Problem: All of the entries are to be returned word for word.

Dataset entries:
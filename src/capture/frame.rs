use bytes::Bytes;
use serde::{Deserialize, Serialize};
use std::fmt;
use std::sync::Arc;
use std::time::{Duration, Instant};
use tracing::trace;

/// Callback fired exactly once when a frame's buffer handle is closed.
pub type ReleaseHook = Box<dyn FnOnce(&FrameMetadata) + Send + Sync + 'static>;

/// Exclusively-owned captured frame.
///
/// Not `Clone`: a frame moves from the source into the slot and from the slot
/// to the decode path. Dropping it closes the underlying buffer handle, so the
/// release happens exactly once on whichever side holds it last.
pub struct Frame {
    /// Pixel data as delivered by the device
    data: Bytes,

    /// Frame metadata
    meta: Arc<FrameMetadata>,

    /// Capture timestamp for latency tracking
    timestamp: Instant,

    release: Option<ReleaseHook>,
}

/// Frame metadata
#[derive(Debug, Clone)]
pub struct FrameMetadata {
    pub sequence: u64,
    pub width: u32,
    pub height: u32,
    /// Bytes per row for packed formats
    pub stride: u32,
    pub format: PixelFormat,
    pub rotation: Rotation,
    pub device_timestamp: Option<Duration>, // Hardware timestamp if available
}

/// Pixel formats we support
#[derive(Debug, Clone, Copy, PartialEq, Eq, Serialize, Deserialize)]
pub enum PixelFormat {
    Gray8,
    Rgb24,
    Bgr24,
    Yuyv4,
    Mjpeg,
    Nv12,
}

/// Clockwise rotation needed to bring the sensor image upright.
#[derive(Debug, Clone, Copy, Default, PartialEq, Eq, Serialize, Deserialize)]
pub enum Rotation {
    #[default]
    Deg0,
    Deg90,
    Deg180,
    Deg270,
}

impl Rotation {
    pub fn degrees(self) -> u32 {
        match self {
            Rotation::Deg0 => 0,
            Rotation::Deg90 => 90,
            Rotation::Deg180 => 180,
            Rotation::Deg270 => 270,
        }
    }
}

impl Frame {
    pub fn new(data: Bytes, meta: FrameMetadata) -> Self {
        Self {
            data,
            meta: Arc::new(meta),
            timestamp: Instant::now(),
            release: None,
        }
    }

    /// Attach the hook that closes the device buffer backing this frame.
    pub fn with_release(
        mut self,
        hook: impl FnOnce(&FrameMetadata) + Send + Sync + 'static,
    ) -> Self {
        self.release = Some(Box::new(hook));
        self
    }

    pub fn data(&self) -> &[u8] {
        &self.data
    }

    pub fn meta(&self) -> &FrameMetadata {
        &self.meta
    }

    pub fn sequence(&self) -> u64 {
        self.meta.sequence
    }

    pub fn timestamp(&self) -> Instant {
        self.timestamp
    }

    /// Refcounted view for a blocking worker. The caller must await the worker
    /// before releasing the frame.
    pub(crate) fn shared(&self) -> (Bytes, Arc<FrameMetadata>) {
        (self.data.clone(), self.meta.clone())
    }

    /// Close the buffer handle now. Equivalent to dropping the frame.
    pub fn release(self) {
        drop(self);
    }
}

impl Drop for Frame {
    fn drop(&mut self) {
        trace!(sequence = self.meta.sequence, "frame released");
        if let Some(hook) = self.release.take() {
            hook(&self.meta);
        }
    }
}

impl fmt::Debug for Frame {
    fn fmt(&self, f: &mut fmt::Formatter<'_>) -> fmt::Result {
        f.debug_struct("Frame")
            .field("sequence", &self.meta.sequence)
            .field("format", &self.meta.format)
            .field("rotation", &self.meta.rotation)
            .field("size", &self.data.len())
            .finish()
    }
}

Exercise output:
filename src/capture/frame.rs
use bytes::Bytes;
use serde::{Deserialize, Serialize};
use std::fmt;
use std::sync::Arc;
use std::time::{Duration, Instant};
use tracing::trace;

/// Callback fired exactly once when a frame's buffer handle is closed.
pub type ReleaseHook = Box<dyn FnOnce(&FrameMetadata) + Send + Sync + 'static>;

/// Exclusively-owned captured frame.
///
/// Not `Clone`: a frame moves from the source into the slot and from the slot
/// to the decode path. Dropping it closes the underlying buffer handle, so the
/// release happens exactly once on whichever side holds it last.
pub struct Frame {
    /// Pixel data as delivered by the device
    data: Bytes,

    /// Frame metadata
    meta: Arc<FrameMetadata>,

    /// Capture timestamp for latency tracking
    timestamp: Instant,

    release: Option<ReleaseHook>,
}

/// Frame metadata
#[derive(Debug, Clone)]
pub struct FrameMetadata {
    pub sequence: u64,
    pub width: u32,
    pub height: u32,
    /// Bytes per row for packed formats
    pub stride: u32,
    pub format: PixelFormat,
    pub rotation: Rotation,
    pub device_timestamp: Option<Duration>, // Hardware timestamp if available
}

/// Pixel formats we support
#[derive(Debug, Clone, Copy, PartialEq, Eq, Serialize, Deserialize)]
pub enum PixelFormat {
    Gray8,
    Rgb24,
    Bgr24,
    Yuyv4,
    Mjpeg,
    Nv12,
}

/// Clockwise rotation needed to bring the sensor image upright.
#[derive(Debug, Clone, Copy, Default, PartialEq, Eq, Serialize, Deserialize)]
pub enum Rotation {
    #[default]
    Deg0,
    Deg90,
    Deg180,
    Deg270,
}

impl Rotation {
    pub fn degrees(self) -> u32 {
        match self {
            Rotation::Deg0 => 0,
            Rotation::Deg90 => 90,
            Rotation::Deg180 => 180,
            Rotation::Deg270 => 270,
        }
    }
}

impl Frame {
    pub fn new(data: Bytes, meta: FrameMetadata) -> Self {
        Self {
            data,
            meta: Arc::new(meta),
            timestamp: Instant::now(),
            release: None,
        }
    }

    /// Attach the hook that closes the device buffer backing this frame.
    pub fn with_release(
        mut self,
        hook: impl FnOnce(&FrameMetadata) + Send + Sync + 'static,
    ) -> Self {
        self.release = Some(Box::new(hook));
        self
    }

    pub fn data(&self) -> &[u8] {
        &self.data
    }

    pub fn meta(&self) -> &FrameMetadata {
        &self.meta
    }

    pub fn sequence(&self) -> u64 {
        self.meta.sequence
    }

    pub fn timestamp(&self) -> Instant {
        self.timestamp
    }

    /// Refcounted view for a blocking worker. The caller must await the worker
    /// before releasing the frame.
    pub(crate) fn shared(&self) -> (Bytes, Arc<FrameMetadata>) {
        (self.data.clone(), self.meta.clone())
    }

    /// Close the buffer handle now. Equivalent to dropping the frame.
    pub fn release(self) {
        drop(self);
    }
}

impl Drop for Frame {
    fn drop(&mut self) {
        trace!(sequence = self.meta.sequence, "frame released");
        if let Some(hook) = self.release.take() {
            hook(&self.meta);
        }
    }
}

impl fmt::Debug for Frame {
    fn fmt(&self, f: &mut fmt::Formatter<'_>) -> fmt::Result {
        f.debug_struct("Frame")
            .field("sequence", &self.meta.sequence)
            .field("format", &self.meta.format)
            .field("rotation", &self.meta.rotation)
            .field("size", &self.data.len())
            .finish()
    }
}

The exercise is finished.